Many Gi-coupled receptors are known to interact with the pertussis toxin (PTX)-insensitive Gz protein. Given that the alpha subunits of Gi and Gz share only 60% identity in their amino acid sequences, their receptor-interacting domains must be highly similar. By swapping the carboxyl termini of alpha i2 and alpha z with each other or with those of alpha t, alpha12, and alpha13, we examined the relative contributions of the carboxyl-end 36 amino acids of the alpha chains toward receptor recognition. Chimeric alpha chains lacking the site for PTX-catalyzed ADP-ribosylation were coexpressed with the type II adenylyl cyclase (AC II) and one of several Gi-coupled receptors (formyl peptide, dopamine D2, and delta-opioid receptors) in human embryonic kidney 293 cells. The alpha i2/alpha z chimera was able to interact with both aminergic and peptidergic receptors, resulting in betagamma-mediated stimulation of AC II in the presence of agonists and PTX. Functional and mutational analyses of alpha i2/alpha z revealed that this chimera can inhibit the endogenous ACs of 293 cells.
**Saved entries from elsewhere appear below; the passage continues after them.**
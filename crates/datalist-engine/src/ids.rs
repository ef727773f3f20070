// Copyright 2026 Phillip Cloud
// Licensed under the Apache License, Version 2.0

use serde::{Deserialize, Serialize};
use std::fmt;

macro_rules! string_id {
    ($name:ident) => {
        #[derive(
            Debug, Clone, PartialEq, Eq, PartialOrd, Ord, Hash, Serialize, Deserialize,
        )]
        #[serde(transparent)]
        pub struct $name(String);

        impl $name {
            pub fn new(value: impl Into<String>) -> Self {
                Self(value.into())
            }

            pub fn as_str(&self) -> &str {
                &self.0
            }
        }

        impl From<&str> for $name {
            fn from(value: &str) -> Self {
                Self(value.to_owned())
            }
        }

        impl From<String> for $name {
            fn from(value: String) -> Self {
                Self(value)
            }
        }

        impl From<i64> for $name {
            fn from(value: i64) -> Self {
                Self(value.to_string())
            }
        }

        impl fmt::Display for $name {
            fn fmt(&self, f: &mut fmt::Formatter<'_>) -> fmt::Result {
                f.write_str(&self.0)
            }
        }
    };
}

string_id!(RowId);
string_id!(ColumnId);
string_id!(ActionId);
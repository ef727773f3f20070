// Copyright 2026 Phillip Cloud
// Licensed under the Apache License, Version 2.0

use datalist_engine::{
    ColumnCatalog, ColumnDef, ColumnType, FilterEngine, FilterKind, FilterModel, PriorityMap, Row,
    RowId, SelectOption, SmartSort, SortStage, Value,
};
use time::{Date, Duration, Month};

pub const STATUS_NORMAL: &str = "正常";
pub const STATUS_REPAIR: &str = "维修中";
pub const STATUS_RETIRED: &str = "停用";

const STATUSES: [&str; 3] = [STATUS_NORMAL, STATUS_REPAIR, STATUS_RETIRED];

const DEPARTMENTS: [&str; 6] = [
    "Biology",
    "Chemistry",
    "Physics",
    "Materials Science",
    "Earth Sciences",
    "Neuroscience",
];

const INSTRUMENTS: [&str; 14] = [
    "Mass Spectrometer",
    "Confocal Microscope",
    "PCR Cycler",
    "NMR Spectrometer",
    "Centrifuge",
    "Flow Cytometer",
    "X-ray Diffractometer",
    "Electron Microscope",
    "Fume Hood",
    "Autoclave",
    "Spectrophotometer",
    "Gas Chromatograph",
    "Cryostat",
    "Laser Cutter",
];

const MODEL_SUFFIXES: [&str; 8] = ["A", "B", "Pro", "Mk II", "X", "2000", "S", "Plus"];

const TAGS: [&str; 8] = [
    "Genomics",
    "Imaging",
    "Teaching",
    "Shared",
    "Core Facility",
    "Hazardous",
    "Calibration Due",
    "Grant Funded",
];

/// A piece of research equipment as an equipment-inventory screen lists it.
#[derive(Debug, Clone, PartialEq)]
pub struct EquipmentRow {
    pub id: i64,
    pub name: String,
    pub dept: String,
    pub status: String,
    pub price: f64,
    pub purchase_date: Date,
    pub shared: bool,
    pub tags: Vec<String>,
}

impl EquipmentRow {
    /// A row with only the identifying fields set; the rest are neutral.
    pub fn basic(id: i64, name: &str, dept: &str, status: &str) -> Self {
        Self {
            id,
            name: name.to_owned(),
            dept: dept.to_owned(),
            status: status.to_owned(),
            price: 0.0,
            purchase_date: fixture_date(),
            shared: false,
            tags: Vec::new(),
        }
    }
}

impl Row for EquipmentRow {
    fn row_id(&self) -> RowId {
        RowId::from(self.id)
    }

    fn get(&self, attribute: &str) -> Value {
        match attribute {
            "id" => Value::from(self.id),
            "name" => Value::from(self.name.as_str()),
            "dept" => Value::from(self.dept.as_str()),
            "status" => Value::from(self.status.as_str()),
            "price" => Value::from(self.price),
            "purchase_date" => Value::from(self.purchase_date),
            "shared" => Value::from(self.shared),
            "tags" => Value::Tags(self.tags.clone()),
            _ => Value::Null,
        }
    }
}

#[derive(Debug, Clone)]
struct DeterministicRng {
    state: u64,
}

impl DeterministicRng {
    fn new(seed: u64) -> Self {
        let mut state = seed ^ 0x9E37_79B9_7F4A_7C15;
        if state == 0 {
            state = 0xA409_3822_299F_31D0;
        }
        Self { state }
    }

    fn next_u64(&mut self) -> u64 {
        self.state = self
            .state
            .wrapping_mul(6_364_136_223_846_793_005)
            .wrapping_add(1_442_695_040_888_963_407);

        let mut x = self.state;
        x ^= x >> 13;
        x ^= x << 7;
        x ^= x >> 17;
        x
    }

    fn int_n(&mut self, n: usize) -> usize {
        if n <= 1 {
            return 0;
        }
        (self.next_u64() % (n as u64)) as usize
    }

    fn bool(&mut self) -> bool {
        (self.next_u64() & 1) == 1
    }
}

/// Seeded generator of equipment rows. The same seed always yields the
/// same sequence.
#[derive(Debug, Clone)]
pub struct EquipmentFaker {
    rng: DeterministicRng,
    next_id: i64,
}

impl EquipmentFaker {
    pub fn new(seed: u64) -> Self {
        let normalized = if seed == 0 { 1 } else { seed };
        Self {
            rng: DeterministicRng::new(normalized),
            next_id: 1,
        }
    }

    pub fn equipment(&mut self) -> EquipmentRow {
        let id = self.next_id;
        self.next_id += 1;

        let name = format!(
            "{} {}",
            self.pick(&INSTRUMENTS),
            self.pick(&MODEL_SUFFIXES)
        );
        let dept = self.pick(&DEPARTMENTS).to_owned();
        let status = self.pick(&STATUSES).to_owned();
        let cents = self.rng.int_n(50_000_000) as f64;
        let purchase_date = fixture_date() - Duration::days(self.rng.int_n(3_650) as i64);
        let shared = self.rng.bool();
        let mut tags: Vec<String> = Vec::new();
        for _ in 0..self.rng.int_n(3) {
            let tag = self.pick(&TAGS).to_owned();
            if !tags.contains(&tag) {
                tags.push(tag);
            }
        }

        EquipmentRow {
            id,
            name,
            dept,
            status,
            price: (cents / 100.0).max(1.0),
            purchase_date,
            shared,
            tags,
        }
    }

    pub fn inventory(&mut self, count: usize) -> Vec<EquipmentRow> {
        (0..count).map(|_| self.equipment()).collect()
    }

    fn pick<'a>(&mut self, items: &'a [&'a str]) -> &'a str {
        items[self.rng.int_n(items.len())]
    }
}

/// Reference "today" used for generated purchase dates.
pub fn fixture_date() -> Date {
    match Date::from_calendar_date(2026, Month::January, 15) {
        Ok(date) => date,
        Err(_) => Date::MIN,
    }
}

pub fn statuses() -> &'static [&'static str] {
    &STATUSES
}

pub fn departments() -> &'static [&'static str] {
    &DEPARTMENTS
}

fn options(values: &[&str]) -> Vec<SelectOption> {
    values
        .iter()
        .map(|value| SelectOption::new(*value, *value))
        .collect()
}

/// The equipment screen's columns, in catalog order.
pub fn equipment_catalog() -> ColumnCatalog {
    let columns = vec![
        ColumnDef::new("name", "Name", ColumnType::Text),
        ColumnDef::new("dept", "Department", ColumnType::Select).options(options(&DEPARTMENTS)),
        ColumnDef::new("status", "Status", ColumnType::Status).options(options(&STATUSES)),
        ColumnDef::new("price", "Price", ColumnType::Number),
        ColumnDef::new("purchase_date", "Purchased", ColumnType::Date),
        ColumnDef::new("shared", "Shared", ColumnType::Boolean),
        ColumnDef::new("tags", "Tags", ColumnType::Tags).sortable(false),
    ];
    match ColumnCatalog::new(columns) {
        Ok(catalog) => catalog,
        Err(error) => panic!("equipment catalog is malformed: {error}"),
    }
}

/// Quick and advanced filters of the equipment screen. Search covers name,
/// department and tags.
pub fn equipment_filters() -> FilterEngine {
    FilterEngine::new(
        vec![
            FilterModel::new("dept", "Department", FilterKind::Select)
                .options(options(&DEPARTMENTS)),
            FilterModel::new("status", "Status", FilterKind::Select).options(options(&STATUSES)),
            FilterModel::new("keyword", "Name contains", FilterKind::Text).accessor("name"),
            FilterModel::new("price", "Price", FilterKind::Number),
            FilterModel::new("purchased", "Purchased", FilterKind::DateRange)
                .accessor("purchase_date"),
            FilterModel::new("shared", "Shared", FilterKind::Boolean),
        ],
        vec!["name".to_owned(), "dept".to_owned(), "tags".to_owned()],
    )
}

/// Normal equipment first, then equipment in repair, then anything else;
/// ties broken by name.
pub fn status_priority_sort() -> SmartSort {
    SmartSort::new("status-priority")
        .then(SortStage::priority(
            "status",
            PriorityMap::new([(STATUS_NORMAL, 1), (STATUS_REPAIR, 3)]),
        ))
        .then(SortStage::natural("name"))
}

#[cfg(test)]
mod tests {
    use super::{
        EquipmentFaker, EquipmentRow, STATUS_NORMAL, departments, equipment_catalog,
        equipment_filters, fixture_date, status_priority_sort, statuses,
    };
    use datalist_engine::{ColumnId, Row, RowId, Value};
    use std::collections::BTreeSet;

    #[test]
    fn same_seed_same_inventory() {
        let left = EquipmentFaker::new(42).inventory(20);
        let right = EquipmentFaker::new(42).inventory(20);
        assert_eq!(left, right);
    }

    #[test]
    fn zero_seed_is_normalized() {
        assert_eq!(
            EquipmentFaker::new(0).inventory(5),
            EquipmentFaker::new(1).inventory(5)
        );
    }

    #[test]
    fn generated_rows_are_plausible() {
        let rows = EquipmentFaker::new(7).inventory(200);
        let ids: BTreeSet<i64> = rows.iter().map(|row| row.id).collect();
        assert_eq!(ids.len(), rows.len());
        for row in &rows {
            assert!(!row.name.is_empty());
            assert!(departments().contains(&row.dept.as_str()));
            assert!(statuses().contains(&row.status.as_str()));
            assert!(row.price >= 1.0);
            assert!(row.purchase_date <= fixture_date());
            assert!(row.tags.len() <= 2);
        }
    }

    #[test]
    fn variety_across_seeds() {
        let names: BTreeSet<String> = (1_u64..=10)
            .map(|seed| EquipmentFaker::new(seed).equipment().name)
            .collect();
        assert!(names.len() > 1);
    }

    #[test]
    fn row_reads_declared_attributes() {
        let row = EquipmentRow::basic(3, "Centrifuge A", "Biology", STATUS_NORMAL);
        assert_eq!(row.row_id(), RowId::from("3"));
        assert_eq!(row.get("name"), Value::from("Centrifuge A"));
        assert_eq!(row.get("missing"), Value::Null);
        assert_eq!(row.get("tags"), Value::Tags(Vec::new()));
    }

    #[test]
    fn catalog_and_filters_line_up() {
        let catalog = equipment_catalog();
        assert_eq!(catalog.len(), 7);
        assert!(catalog.contains(&ColumnId::from("status")));
        let filters = equipment_filters();
        for model in filters.models() {
            assert!(
                catalog.iter().any(|column| column.accessor_key == model.accessor_key),
                "filter {} reads an attribute no column shows",
                model.name
            );
        }
    }

    #[test]
    fn status_priority_sort_has_two_stages() {
        let preset = status_priority_sort();
        assert_eq!(preset.name(), "status-priority");
        assert_eq!(preset.stages().len(), 2);
    }
}
// Copyright 2026 Phillip Cloud
// Licensed under the Apache License, Version 2.0

//! Durable view preferences a host may choose to store.

use anyhow::{Context, Result, bail};
use serde::{Deserialize, Serialize};

use crate::ids::ColumnId;
use crate::sort::SortPreference;

pub const PREFERENCES_VERSION: u32 = 1;

#[derive(Debug, Clone, PartialEq, Eq, Serialize, Deserialize)]
pub struct ViewPreferences {
    pub version: u32,
    pub visible_column_ids: Vec<ColumnId>,
    pub column_order: Vec<ColumnId>,
    pub page_size: usize,
    #[serde(default)]
    pub sort: SortPreference,
}

impl ViewPreferences {
    pub fn to_json(&self) -> Result<String> {
        serde_json::to_string(self).context("encode view preferences")
    }

    pub fn from_json(raw: &str) -> Result<Self> {
        let value: serde_json::Value =
            serde_json::from_str(raw).context("parse view preferences JSON")?;
        let version = value
            .get("version")
            .and_then(serde_json::Value::as_u64)
            .context("view preferences are missing a numeric `version`")?;
        if version != u64::from(PREFERENCES_VERSION) {
            bail!("unsupported view preferences version {version}; expected {PREFERENCES_VERSION}");
        }
        serde_json::from_value(value).context("decode view preferences")
    }
}
//! Session-based authentication extractor for Axum handlers.

use axum::extract::FromRequestParts;
use axum::http::request::Parts;
use axum::http::HeaderMap;
use serde_json::Value;
use swipedeck_core::error::CoreError;
use swipedeck_core::onboarding::UserOnboardingProfile;

use crate::auth::session::{extract_token, validate_session_token, SessionClaims, SessionConfig};
use crate::error::AppError;
use crate::state::AppState;

/// Signed-in user extracted from the session token (bearer header or
/// `__session` cookie).
///
/// ```ignore
/// async fn my_handler(user: AuthUser) -> AppResult<Json<()>> {
///     tracing::info!(user_id = %user.user_id, "handling request");
///     Ok(Json(()))
/// }
/// ```
#[derive(Debug, Clone)]
pub struct AuthUser {
    /// The identity provider's user id (from `claims.sub`).
    pub user_id: String,
    /// Public metadata carried by the session.
    pub metadata: Option<Value>,
}

impl AuthUser {
    /// Onboarding fields read from the session metadata.
    pub fn profile(&self) -> UserOnboardingProfile {
        self.metadata
            .as_ref()
            .map(UserOnboardingProfile::from_metadata)
            .unwrap_or_default()
    }
}

impl FromRequestParts<AppState> for AuthUser {
    type Rejection = AppError;

    async fn from_request_parts(
        parts: &mut Parts,
        state: &AppState,
    ) -> Result<Self, Self::Rejection> {
        let token = extract_token(&parts.headers).ok_or_else(|| {
            AppError::Core(CoreError::Unauthorized("Missing session token".into()))
        })?;

        let claims = validate_session_token(token, &state.config.session).map_err(|_| {
            AppError::Core(CoreError::Unauthorized("Invalid or expired session".into()))
        })?;

        Ok(AuthUser {
            user_id: claims.sub,
            metadata: claims.metadata,
        })
    }
}

/// Resolve the session on a request, treating a missing, malformed or
/// expired token as no session.
pub fn session_from_headers(headers: &HeaderMap, config: &SessionConfig) -> Option<SessionClaims> {
    let token = extract_token(headers)?;
    match validate_session_token(token, config) {
        Ok(claims) => Some(claims),
        Err(e) => {
            tracing::debug!(error = %e, "Ignoring invalid session token");
            None
        }
    }
}
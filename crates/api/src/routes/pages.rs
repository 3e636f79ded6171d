//! Page data routes, mounted at the root.
//!
//! Creator pages (`/best-{platform}-posts/{creator_id}`) are served by the
//! router fallback, see [`crate::handlers::pages::creator_platform_page`].

use axum::routing::get;
use axum::Router;

use crate::handlers::pages;
use crate::state::AppState;

pub fn router() -> Router<AppState> {
    Router::new().route("/dashboard", get(pages::dashboard))
}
Similarly, the alpha z/alpha i2 chimera seemed to retain the abilities to interact with receptors and inhibit cAMP accumulation. Fusion of the carboxyl-terminal 36 amino acids of alpha z to a backbone of alpha t1 produced a chimera, alpha t1/alpha z, that did not couple to any of the Gi-coupled receptors tested. Interestingly, an alpha13/alpha z chimera (with only the last five amino acids switched) displayed differential abilities to interact with receptors. Signals from aminergic, but not peptidergic, receptors were transduced by alpha13/alpha z. A similar construct, alpha12/alpha z, behaved just like alpha13/alpha z. These results indicated that "alpha i-like" or "alpha z-like" sequences at the carboxyl termini of alpha subunits are not always necessary or sufficient for specifying interaction with Gi-coupled receptors.